UniCredit Bank Austria AG, a unit of Italy’s biggest bank, marketed 500 million euros ($676 million) of securities due May 2019 while France’s second-largest lender issued 1.5 billion euros of floating-rate notes that mature in May 2015, according data compiled by Bloomberg. The average yield on investment-grade financial bonds fell 23 basis points to 1.54 percent, the lowest since May 31, according to Bloomberg bond index data.
“This is opportunistic issuance towards the end of the year while the environment is accommodative,” said Roger Francis, a credit analyst at Mizuho International Plc in London. “Normally at this time of year one would expect banks to have finished their issuance. The European Central Bank acted faster than the market had anticipated, showing they are acting aggressively to keep rates low.”
The ECB will add another round of loans into the banking system early next year after cutting its benchmark rate to a record 0.25 percent this month, according to economists’ forecasts in a Bloomberg survey. Federal Reserve nominee Janet Yellen said last week she would ensure monetary stimulus continues until the U.S. economy improves.
UniCredit Bank Austria’s securities were priced to yield 135 basis points more than the mid-swap rate while Paris-based Societe Generale’s notes yield 28 basis points more than the three-month euro interbank offered rate.
The “purpose of our bond issue is refinancing,” said Martin Halama, a spokesman for UniCredit Bank Austria in Vienna. “We’re doing this now because the market is favorable and we understand that the investors are still cash-rich. Today’s bond issue is already a pre-funding for 2014.”
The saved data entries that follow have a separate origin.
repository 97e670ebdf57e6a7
pub mod constants;
pub mod frame;
pub mod video_metadata;
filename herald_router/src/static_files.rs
use std::io::ErrorKind;
use std::path::{Path, PathBuf};

use bytes::Bytes;
use http::{Response, StatusCode};

use crate::response;
use herald_utils::content_type_for;

/// Read `relative` below `root` and answer with the matching content type.
///
/// Paths that try to leave `root` are answered like missing files.
pub async fn serve_file(root: &Path, relative: &str) -> Response<Bytes> {
    let Some(file_path) = resolve(root, relative) else {
        return response::text(StatusCode::NOT_FOUND, "File not found");
    };

    match tokio::fs::read(&file_path).await {
        Ok(content) => {
            let extension = file_path.extension().and_then(|s| s.to_str());
            response::with_content_type(StatusCode::OK, content_type_for(extension), content)
        }
        Err(err) if matches!(err.kind(), ErrorKind::NotFound | ErrorKind::IsADirectory) => {
            response::text(StatusCode::NOT_FOUND, "File not found")
        }
        Err(err) => {
            tracing::error!(path = %file_path.display(), "error reading file: {err}");
            response::text(StatusCode::INTERNAL_SERVER_ERROR, "Error reading file")
        }
    }
}

fn resolve(root: &Path, relative: &str) -> Option<PathBuf> {
    let mut file_path = root.to_path_buf();
    let mut depth = 0;

    for segment in relative.split('/') {
        match segment {
            "" | "." => {}
            ".." => return None,
            s if s.contains('\\') || s.contains(':') => return None,
            s => {
                file_path.push(s);
                depth += 1;
            }
        }
    }

    (depth > 0).then_some(file_path)
}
The cost of insuring investment-grade financial company debt against losses is approaching the lowest since April 2010, with the Markit iTraxx Senior Financial index falling 3.3 basis points to 104 basis points at 2:38 p.m. in London.
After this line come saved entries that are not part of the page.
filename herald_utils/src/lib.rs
#![allow(missing_docs)]

use std::fmt::Write;

/// Escape text content for an HTML text node.
pub fn escape_text(input: &str) -> String {
    escape(input, false)
}

/// Escape a value placed inside a double-quoted HTML attribute.
pub fn escape_attr(input: &str) -> String {
    escape(input, true)
}

fn escape(input: &str, quotes: bool) -> String {
    let mut out = String::with_capacity(input.len());

    for ch in input.chars() {
        match ch {
            '&' => out.push_str("&amp;"),
            '<' => out.push_str("&lt;"),
            '>' => out.push_str("&gt;"),
            '"' if quotes => out.push_str("&quot;"),
            _ => out.push(ch),
        }
    }

    out
}

/// JSON embedded in an inline `<script>` must not be able to close the tag
/// or open a comment inside it, so `<`, `>` and `&` become `\u` escapes.
///
/// Outside of strings JSON never contains these characters, and inside
/// strings the escapes decode to the same text.
pub fn escape_inline_script(json: &str) -> String {
    let mut out = String::with_capacity(json.len());

    for ch in json.chars() {
        match ch {
            '<' | '>' | '&' | '\u{2028}' | '\u{2029}' => {
                let _ = write!(out, "\\u{:04x}", ch as u32);
            }
            _ => out.push(ch),
        }
    }

    out
}

/// Content type for a static file, keyed by extension.
pub fn content_type_for(extension: Option<&str>) -> &'static str {
    match extension {
        Some("html") => "text/html; charset=utf-8",
        Some("css") => "text/css",
        Some("js") => "application/javascript",
        Some("json") => "application/json",
        Some("wasm") => "application/wasm",
        Some("png") => "image/png",
        Some("jpg" | "jpeg") => "image/jpeg",
        Some("svg") => "image/svg+xml",
        Some("ico") => "image/x-icon",
        _ => "application/octet-stream",
    }
}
Other banks in the market today include Nordea Bank AB. The Stockholm-based lender sold 1 billion euros of floating-rate notes maturing in three years at a spread of 33 basis points more than three-month Euribor, data compiled by Bloomberg show.
Banco Espirito Santo SA, Portugal’s biggest publicly traded bank by market value, has hired banks to arrange investor meetings starting tomorrow for a sale of subordinated bonds in euros, according to a person familiar with the matter.
In the sterling market, The AA Group Ltd., the roadside recovery and insurance division of Folkestone, England-based Acromas Holdings Ltd., is selling 500 million pounds ($805 million) of notes maturing July 2020 through its AA Bond Co. Ltd. unit, a person with knowledge of the transaction said. The securities will yield 233 basis points more than U.K. government debt.
The Great Rolling Stock Company Plc, a U.K. train leasing company known as Angel Trains, is adding to its 6.5 percent pound notes maturing in April 2031 at a spread of 145 basis points more than gilts.
In the sterling high-yield market, Brakes Group, a food distributor based in Kent, England, is meeting investors until Nov. 20 for a potential sale of 200 million pounds of five-year notes. The securities, to be issued through the company’s Brakes Capital unit, may be rated B3 by Moody’s Investors Service, six levels below investment grade.
Grainger Plc, a Newcastle-based residential landlord, is also holding investor meetings this week to sell 200 million pounds of secured notes to refinance existing debt.
The average yield on junk-rated pound bonds is 6.15 percent, 20 basis points above a record low of 5.95 percent reached on May 9, according to Bank of America Merrill Lynch index data.